> Activity
Below are the records; output them exactly from the first line through the line with "operator-defined JSON template", stopping there.
──────── Task input
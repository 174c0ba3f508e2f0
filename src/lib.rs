//! # cloud-report
//!
//! Provider-agnostic adapter for cloud text-generation APIs that turns rough
//! notes into a structured daily report.
//!
//! ## Key Features
//!
//! - **Any endpoint shape**: default chat-completion body or an operator-defined JSON template
//! - **Configurable extraction**: dotted response paths with built-in fallbacks
//! - **Normalization**: content blocks, nested answer objects and reasoning traces collapse to plain text
//! - **Think stripping**: `<think>` spans, reasoning fences and prefixed lines are removed
//!
//! ## Example
//!
//! ```rust,no_run
//! use cloud_report::{CloudReportClient, ReportConfig};
//!
//! # async fn example() -> anyhow::Result<()> {
//! let mut config = ReportConfig::new("https://api.example.com/v1/chat/completions");
//! config.api_key = Some("your-api-key".to_string());
//! config.api_model = Some("demo".to_string());
//!
//! let client = CloudReportClient::new(config)?;
//! let system_prompt = client.config().system_prompt().to_string();
//! let text = client.generate(&system_prompt, "Fixed the login bug").await?;
//! println!("{text}");
//! # Ok(())
//! # }
//! ```

// Allow missing errors documentation - errors are self-documenting via type signatures
#![allow(clippy::missing_errors_doc)]

// Logging utilities (re-exports tracing with log_* naming) - internal only
pub(crate) mod logging;

pub mod cli;
pub mod client;
pub mod config;
pub mod error;
pub mod json_path;
pub mod normalize;
pub mod payload;
pub mod report;
pub mod template;
pub mod think;

#[cfg(test)]
pub mod tests;

pub use client::{CloudReportClient, GenerationStage, ReportGenerator};
pub use config::ReportConfig;
pub use error::{ReportError, ReportResult};
pub use json_path::PathResolutionError;
pub use normalize::ResponseNormalizer;
pub use payload::PromptPair;
pub use report::{
    build_user_prompt, ensure_minimum_sections, SourceType, DEFAULT_SYSTEM_PROMPT,
    REQUIRED_SECTIONS,
};
pub use think::ThinkBlockStripper;
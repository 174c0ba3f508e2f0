// Unit Tests for Report API Configuration
//
// UNIT UNDER TEST: ReportConfig
//
// BUSINESS RESPONSIBILITY:
//   - Loads the REPORT_* settings with their documented defaults
//   - Treats empty values as unset
//   - Rejects missing URLs, bad timeouts and malformed header JSON up front
//
// TEST COVERAGE:
//   - Defaults when only REPORT_API_URL is set
//   - Response path precedence (plural over legacy singular)
//   - Boolean-ish strip flag parsing
//   - Real environment loading (serialized)

use crate::config::{parse_flag, split_paths, ReportConfig};
use crate::error::ReportError;
use crate::report::DEFAULT_SYSTEM_PROMPT;
use crate::tests::helpers::env_lookup;

const URL: &str = "https://api.example.com/v1/chat/completions";

#[cfg(test)]
mod from_lookup_tests {
    use super::*;

    #[test]
    fn test_defaults_with_only_url() {
        let config = ReportConfig::from_lookup(env_lookup(&[("REPORT_API_URL", URL)])).unwrap();

        assert_eq!(config.api_url, URL);
        assert_eq!(config.api_key, None);
        assert_eq!(config.api_model, None);
        assert_eq!(config.timeout_seconds, 120);
        assert_eq!(config.response_paths, vec!["choices.0.message.content"]);
        assert_eq!(config.auth_header_name, "Authorization");
        assert_eq!(config.auth_scheme, "Bearer");
        assert!(config.extra_headers.is_empty());
        assert_eq!(config.request_template, None);
        assert!(config.strip_think_blocks);
        assert_eq!(config.system_prompt(), DEFAULT_SYSTEM_PROMPT);
    }

    #[test]
    fn test_missing_url_is_configuration_error() {
        let err = ReportConfig::from_lookup(env_lookup(&[("REPORT_API_KEY", "k")])).unwrap_err();
        match err {
            ReportError::ConfigurationError { message } => {
                assert!(message.contains("REPORT_API_URL"));
            }
            other => panic!("Expected ConfigurationError, got: {:?}", other),
        }
    }

    #[test]
    fn test_empty_values_are_unset() {
        let config = ReportConfig::from_lookup(env_lookup(&[
            ("REPORT_API_URL", URL),
            ("REPORT_API_KEY", ""),
            ("REPORT_API_MODEL", "   "),
            ("REPORT_API_TIMEOUT", ""),
            ("REPORT_API_AUTH_SCHEME", ""),
            ("REPORT_STRIP_THINK", ""),
        ]))
        .unwrap();

        assert_eq!(config.api_key, None);
        assert_eq!(config.api_model, None);
        assert_eq!(config.timeout_seconds, 120);
        assert_eq!(config.auth_scheme, "Bearer");
        assert!(config.strip_think_blocks);
    }

    #[test]
    fn test_empty_url_is_configuration_error() {
        let err = ReportConfig::from_lookup(env_lookup(&[("REPORT_API_URL", "")])).unwrap_err();
        assert!(matches!(err, ReportError::ConfigurationError { .. }));
    }

    #[test]
    fn test_all_settings_loaded() {
        let config = ReportConfig::from_lookup(env_lookup(&[
            ("REPORT_API_URL", URL),
            ("REPORT_API_KEY", "secret"),
            ("REPORT_API_MODEL", "demo"),
            ("REPORT_API_TIMEOUT", "30"),
            ("REPORT_API_AUTH_HEADER", "x-api-key"),
            ("REPORT_API_AUTH_SCHEME", "Token"),
            ("REPORT_API_EXTRA_HEADERS_JSON", r#"{"X-Team": "notes"}"#),
            ("REPORT_API_REQUEST_TEMPLATE_JSON", r#"{"input": "{{user_prompt}}"}"#),
            ("REPORT_STRIP_THINK", "off"),
            ("REPORT_SYSTEM_PROMPT", "Be brief."),
        ]))
        .unwrap();

        assert_eq!(config.api_key.as_deref(), Some("secret"));
        assert_eq!(config.api_model.as_deref(), Some("demo"));
        assert_eq!(config.timeout_seconds, 30);
        assert_eq!(config.auth_header_name, "x-api-key");
        assert_eq!(config.auth_scheme, "Token");
        assert_eq!(config.extra_headers.get("X-Team").map(String::as_str), Some("notes"));
        assert_eq!(
            config.request_template.as_deref(),
            Some(r#"{"input": "{{user_prompt}}"}"#)
        );
        assert!(!config.strip_think_blocks);
        assert_eq!(config.system_prompt(), "Be brief.");
    }

    #[test]
    fn test_plural_response_paths_take_precedence() {
        let config = ReportConfig::from_lookup(env_lookup(&[
            ("REPORT_API_URL", URL),
            ("REPORT_API_RESPONSE_PATHS", " output.0.text , ,data.text "),
            ("REPORT_API_RESPONSE_PATH", "legacy.path"),
        ]))
        .unwrap();

        assert_eq!(config.response_paths, vec!["output.0.text", "data.text"]);
    }

    #[test]
    fn test_legacy_response_path_used_when_plural_unset() {
        let config = ReportConfig::from_lookup(env_lookup(&[
            ("REPORT_API_URL", URL),
            ("REPORT_API_RESPONSE_PATH", "data.text"),
        ]))
        .unwrap();

        assert_eq!(config.response_paths, vec!["data.text"]);
    }

    #[test]
    fn test_invalid_timeout_rejected() {
        for raw in ["abc", "0", "-5"] {
            let result = ReportConfig::from_lookup(env_lookup(&[
                ("REPORT_API_URL", URL),
                ("REPORT_API_TIMEOUT", raw),
            ]));
            assert!(
                matches!(result, Err(ReportError::ConfigurationError { .. })),
                "timeout {raw:?} should be rejected"
            );
        }
    }

    #[test]
    fn test_invalid_extra_headers_rejected() {
        for raw in ["{not json", r#"["a"]"#, r#"{"X-Count": 3}"#] {
            let result = ReportConfig::from_lookup(env_lookup(&[
                ("REPORT_API_URL", URL),
                ("REPORT_API_EXTRA_HEADERS_JSON", raw),
            ]));
            assert!(
                matches!(result, Err(ReportError::ConfigurationError { .. })),
                "extra headers {raw:?} should be rejected"
            );
        }
    }
}

#[cfg(test)]
mod helper_tests {
    use super::*;

    #[test]
    fn test_parse_flag() {
        for truthy in ["1", "true", "TRUE", "Yes", "on", " on "] {
            assert!(parse_flag(truthy), "{truthy:?} should be true");
        }
        for falsy in ["0", "false", "no", "off", "maybe"] {
            assert!(!parse_flag(falsy), "{falsy:?} should be false");
        }
    }

    #[test]
    fn test_split_paths() {
        assert_eq!(split_paths("a.b, c ,,d"), vec!["a.b", "c", "d"]);
        assert!(split_paths(" , ").is_empty());
    }

    #[test]
    fn test_validate() {
        assert!(ReportConfig::new(URL).validate().is_ok());
        assert!(ReportConfig::default().validate().is_err());

        let mut config = ReportConfig::new(URL);
        config.timeout_seconds = 0;
        assert!(config.validate().is_err());
    }

    #[test]
    fn test_deserialize_partial_config_uses_defaults() {
        let config: ReportConfig =
            serde_json::from_str(r#"{"api_url": "https://x", "api_model": "m"}"#).unwrap();
        assert_eq!(config.api_url, "https://x");
        assert_eq!(config.timeout_seconds, 120);
        assert_eq!(config.auth_scheme, "Bearer");
        assert!(config.strip_think_blocks);
    }
}

#[cfg(test)]
mod from_env_tests {
    use super::*;
    use serial_test::serial;

    const VARS: [&str; 12] = [
        "REPORT_API_URL",
        "REPORT_API_KEY",
        "REPORT_API_MODEL",
        "REPORT_API_TIMEOUT",
        "REPORT_API_RESPONSE_PATHS",
        "REPORT_API_RESPONSE_PATH",
        "REPORT_API_AUTH_HEADER",
        "REPORT_API_AUTH_SCHEME",
        "REPORT_API_EXTRA_HEADERS_JSON",
        "REPORT_API_REQUEST_TEMPLATE_JSON",
        "REPORT_STRIP_THINK",
        "REPORT_SYSTEM_PROMPT",
    ];

    fn clear_env() {
        for var in VARS {
            std::env::remove_var(var);
        }
    }

    #[test]
    #[serial]
    fn test_from_env_reads_report_variables() {
        // Arrange
        clear_env();
        std::env::set_var("REPORT_API_URL", URL);
        std::env::set_var("REPORT_API_KEY", "k");
        std::env::set_var("REPORT_API_MODEL", "demo");

        // Act
        let config = ReportConfig::from_env().expect("Should load config from env");

        // Assert
        assert_eq!(config.api_url, URL);
        assert_eq!(config.api_key.as_deref(), Some("k"));
        assert_eq!(config.api_model.as_deref(), Some("demo"));

        // Cleanup
        clear_env();
    }

    #[test]
    #[serial]
    fn test_from_env_requires_url() {
        clear_env();

        let result = ReportConfig::from_env();

        assert!(matches!(result, Err(ReportError::ConfigurationError { .. })));
    }
}
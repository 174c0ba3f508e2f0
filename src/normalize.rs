//! Collapse an extracted response value into plain text.
//!
//! Providers surface the answer under different keys, and some put a raw
//! reasoning trace next to the final answer. The priority lists below make the
//! final answer win deterministically.

use serde_json::{Map, Value};

/// Object keys that carry the answer, highest priority first.
pub const ANSWER_FIELDS: [&str; 5] = ["final", "answer", "output_text", "text", "content"];

/// Content-block `type` values that mark reasoning rather than answer text.
pub const REASONING_BLOCK_TYPES: [&str; 3] = ["reasoning", "thought", "thinking"];

/// Turns arbitrary response values into a single string.
#[derive(Debug, Clone, Copy)]
pub struct ResponseNormalizer {
    skip_reasoning_blocks: bool,
}

impl ResponseNormalizer {
    /// `skip_reasoning_blocks` follows the `strip_think_blocks` setting.
    pub fn new(skip_reasoning_blocks: bool) -> Self {
        Self {
            skip_reasoning_blocks,
        }
    }

    /// Normalize `value` to text. Never fails; an object with no known field
    /// falls back to its compact JSON form.
    pub fn normalize(&self, value: &Value) -> String {
        match value {
            Value::Array(blocks) => self.join_blocks(blocks),
            Value::Object(map) => self.normalize_object(map),
            scalar => scalar_text(scalar).trim().to_string(),
        }
    }

    fn join_blocks(&self, blocks: &[Value]) -> String {
        let chunks: Vec<String> = blocks
            .iter()
            .filter_map(|block| self.block_text(block))
            .filter(|chunk| !chunk.is_empty())
            .collect();

        chunks.join("\n").trim().to_string()
    }

    fn block_text(&self, block: &Value) -> Option<String> {
        let Value::Object(fields) = block else {
            return Some(self.field_text(block));
        };

        if self.skip_reasoning_blocks && is_reasoning_block(fields) {
            return None;
        }

        fields
            .get("text")
            .or_else(|| fields.get("content"))
            .map(|value| self.field_text(value))
    }

    fn field_text(&self, value: &Value) -> String {
        match value {
            Value::Array(_) | Value::Object(_) => self.normalize(value),
            scalar => scalar_text(scalar),
        }
    }

    fn normalize_object(&self, map: &Map<String, Value>) -> String {
        let preferred = ANSWER_FIELDS
            .iter()
            .chain(std::iter::once(&"message"))
            .find_map(|key| map.get(*key).filter(|value| has_content(value)));

        match preferred {
            Some(value) => self.normalize(value),
            None => Value::Object(map.clone()).to_string(),
        }
    }
}

impl Default for ResponseNormalizer {
    fn default() -> Self {
        Self::new(true)
    }
}

fn is_reasoning_block(fields: &Map<String, Value>) -> bool {
    fields
        .get("type")
        .and_then(Value::as_str)
        .map(str::to_lowercase)
        .is_some_and(|kind| REASONING_BLOCK_TYPES.contains(&kind.as_str()))
}

/// Present and neither null nor the empty string.
fn has_content(value: &Value) -> bool {
    match value {
        Value::Null => false,
        Value::String(s) => !s.is_empty(),
        _ => true,
    }
}

fn scalar_text(value: &Value) -> String {
    match value {
        Value::Null => String::new(),
        Value::String(s) => s.clone(),
        other => other.to_string(),
    }
}
//! `{{name}}` placeholder rendering for custom request templates.

use serde_json::Value;
use std::collections::HashMap;

/// Render `template` with every `{{key}}` in its strings replaced by `bindings[key]`.
///
/// Keys without a binding are left verbatim. Substituted text is not scanned
/// again, so a prompt that itself contains `{{model}}` is sent as written.
pub fn render(template: &Value, bindings: &HashMap<String, String>) -> Value {
    match template {
        Value::String(text) => Value::String(substitute(text, bindings)),
        Value::Array(items) => Value::Array(items.iter().map(|v| render(v, bindings)).collect()),
        Value::Object(map) => Value::Object(
            map.iter()
                .map(|(key, value)| (key.clone(), render(value, bindings)))
                .collect(),
        ),
        Value::Null | Value::Bool(_) | Value::Number(_) => template.clone(),
    }
}

fn substitute(text: &str, bindings: &HashMap<String, String>) -> String {
    let mut out = String::with_capacity(text.len());
    let mut rest = text;

    while let Some(start) = rest.find("{{") {
        out.push_str(&rest[..start]);
        let after_open = &rest[start + 2..];

        let Some(end) = after_open.find("}}") else {
            out.push_str(&rest[start..]);
            return out;
        };

        match bindings.get(&after_open[..end]) {
            Some(value) => {
                out.push_str(value);
                rest = &after_open[end + 2..];
            }
            None => {
                // Advance one brace so "{{{x}}}" still finds "{{x}}".
                out.push('{');
                rest = &rest[start + 1..];
            }
        }
    }

    out.push_str(rest);
    out
}
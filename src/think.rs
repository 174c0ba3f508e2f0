//! Removal of reasoning ("thinking") annotations from model output.
//!
//! Rules are applied one after another in the order listed, so a match that
//! would only exist across two rules is not caught within a single pass. Whole
//! passes repeat until the text stops changing.

use crate::logging::{log_debug, log_warn};
use once_cell::sync::Lazy;
use regex::Regex;

struct StripRule {
    name: &'static str,
    pattern: Regex,
    replacement: &'static str,
}

const RULE_SOURCES: [(&str, &str, &str); 5] = [
    ("think_tag", r"(?i)<think>[\s\S]*?</think>", ""),
    ("reasoning_tag", r"(?i)<reasoning>[\s\S]*?</reasoning>", ""),
    (
        "reasoning_fence",
        r"(?i)```(?:think|thinking|reasoning)[\s\S]*?```",
        "",
    ),
    (
        "reasoning_line",
        r"(?im)^\s*(?:reasoning|thought|thinking)\s*:\s*.*$",
        "",
    ),
    ("blank_runs", r"\n{3,}", "\n\n"),
];

static STRIP_RULES: Lazy<Vec<StripRule>> = Lazy::new(|| {
    RULE_SOURCES
        .iter()
        .filter_map(|&(name, source, replacement)| match Regex::new(source) {
            Ok(pattern) => Some(StripRule {
                name,
                pattern,
                replacement,
            }),
            Err(e) => {
                log_warn!(rule = name, error = %e, "Skipping invalid think-strip rule");
                None
            }
        })
        .collect()
});

/// Strips think/reasoning blocks from normalized text.
pub struct ThinkBlockStripper;

impl ThinkBlockStripper {
    /// Remove reasoning spans, fences and prefixed lines, collapse runs of
    /// blank lines and trim. `strip(strip(s)) == strip(s)`.
    pub fn strip(text: &str) -> String {
        let mut current = text.to_string();
        loop {
            let next = Self::single_pass(&current);
            if next == current {
                return current;
            }
            current = next;
        }
    }

    fn single_pass(text: &str) -> String {
        let mut out = text.to_string();
        for rule in STRIP_RULES.iter() {
            let replaced = rule.pattern.replace_all(&out, rule.replacement);
            if replaced != out {
                log_debug!(
                    rule = rule.name,
                    before = out.len(),
                    after = replaced.len(),
                    "Applied think-strip rule"
                );
                out = replaced.into_owned();
            }
        }
        out.trim().to_string()
    }
}
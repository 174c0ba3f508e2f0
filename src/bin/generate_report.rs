use clap::Parser;
use cloud_report::cli::{self, Cli, RunOutcome};
use cloud_report::{CloudReportClient, ReportConfig};
use std::process::ExitCode;
use tracing::error;
use tracing_subscriber::EnvFilter;

#[tokio::main]
async fn main() -> ExitCode {
    let args = Cli::parse();

    let default_level = match args.verbose {
        0 => "warn",
        1 => "info",
        _ => "debug",
    };
    let filter =
        EnvFilter::try_from_default_env().unwrap_or_else(|_| EnvFilter::new(default_level));
    tracing_subscriber::fmt()
        .with_env_filter(filter)
        .with_target(false)
        .with_writer(std::io::stderr)
        .init();

    // Checked before configuration so a missing file exits 2 without API settings.
    if !args.input.exists() {
        eprintln!("Input not found: {}", args.input.display());
        return RunOutcome::InputNotFound.exit_code();
    }

    let config = match ReportConfig::from_env() {
        Ok(config) => config,
        Err(e) => {
            error!("Failed to load configuration: {}", e);
            return ExitCode::FAILURE;
        }
    };
    let system_prompt = config.system_prompt().to_string();

    let client = match CloudReportClient::new(config) {
        Ok(client) => client,
        Err(e) => {
            error!("Failed to create report client: {}", e);
            return ExitCode::FAILURE;
        }
    };

    match cli::run(&args, &client, &system_prompt).await {
        Ok(outcome) => outcome.exit_code(),
        Err(e) => {
            error!("{:#}", e);
            ExitCode::FAILURE
        }
    }
}
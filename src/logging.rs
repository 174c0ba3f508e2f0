//! Logging utilities for cloud-report
//!
//! Re-exports tracing macros with log_* naming convention for consistency.

pub use tracing::{debug as log_debug, error as log_error, info as log_info, warn as log_warn};
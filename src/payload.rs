//! Request body construction.
//!
//! The default body is an OpenAI-style chat completion request. Operators whose
//! endpoint expects another shape supply a JSON template instead; see
//! [`crate::template`].

use crate::config::ReportConfig;
use crate::error::{ReportError, ReportResult};
use crate::logging::log_debug;
use crate::template;
use serde::Serialize;
use serde_json::Value;
use std::collections::HashMap;

pub const DEFAULT_TEMPERATURE: f64 = 0.2;
pub const DEFAULT_TOP_P: f64 = 0.9;

/// The prompts for one call.
#[derive(Debug, Clone, Copy, PartialEq, Eq)]
pub struct PromptPair<'a> {
    pub system_prompt: &'a str,
    pub user_prompt: &'a str,
}

impl<'a> PromptPair<'a> {
    pub fn new(system_prompt: &'a str, user_prompt: &'a str) -> Self {
        Self {
            system_prompt,
            user_prompt,
        }
    }
}

#[derive(Debug, Serialize)]
struct ChatMessage<'a> {
    role: &'static str,
    content: &'a str,
}

/// Default chat-completion body.
///
/// `model` is skipped rather than sent as `null`; several providers reject an
/// explicit null model.
#[derive(Debug, Serialize)]
struct ChatCompletionRequest<'a> {
    #[serde(skip_serializing_if = "Option::is_none")]
    model: Option<&'a str>,
    messages: Vec<ChatMessage<'a>>,
    temperature: f64,
    top_p: f64,
    stream: bool,
}

/// Build the request body for `prompts` according to `config`.
///
/// # Errors
///
/// Returns [`ReportError::ConfigurationError`] if the configured request
/// template is not valid JSON.
pub fn build(config: &ReportConfig, prompts: &PromptPair<'_>) -> ReportResult<Value> {
    let model = config.api_model.as_deref().filter(|m| !m.is_empty());

    match config.request_template.as_deref() {
        Some(raw) if !raw.trim().is_empty() => {
            let template: Value = serde_json::from_str(raw).map_err(|e| {
                ReportError::configuration_error(format!(
                    "Invalid REPORT_API_REQUEST_TEMPLATE_JSON: {e}"
                ))
            })?;
            log_debug!(
                template_kind = crate::json_path::kind_name(&template),
                "Rendering custom request template"
            );
            Ok(template::render(&template, &bindings(model, prompts)))
        }
        _ => default_payload(model, prompts),
    }
}

/// Placeholder bindings for a custom template. An unset model binds to `""`.
pub fn bindings(model: Option<&str>, prompts: &PromptPair<'_>) -> HashMap<String, String> {
    HashMap::from([
        ("model".to_string(), model.unwrap_or_default().to_string()),
        ("system_prompt".to_string(), prompts.system_prompt.to_string()),
        ("user_prompt".to_string(), prompts.user_prompt.to_string()),
    ])
}

fn default_payload(model: Option<&str>, prompts: &PromptPair<'_>) -> ReportResult<Value> {
    let request = ChatCompletionRequest {
        model,
        messages: vec![
            ChatMessage {
                role: "system",
                content: prompts.system_prompt,
            },
            ChatMessage {
                role: "user",
                content: prompts.user_prompt,
            },
        ],
        temperature: DEFAULT_TEMPERATURE,
        top_p: DEFAULT_TOP_P,
        stream: false,
    };

    serde_json::to_value(&request).map_err(|e| {
        ReportError::configuration_error(format!("Failed to serialize default payload: {e}"))
    })
}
────────────────
> Task response
repository 174c0ba3f508e2f0
filename src/lib.rs
//! # cloud-report
//!
//! Provider-agnostic adapter for cloud text-generation APIs that turns rough
//! notes into a structured daily report.
//!
//! ## Key Features
//!
//! - **Any endpoint shape**: default chat-completion body or an operator-defined JSON template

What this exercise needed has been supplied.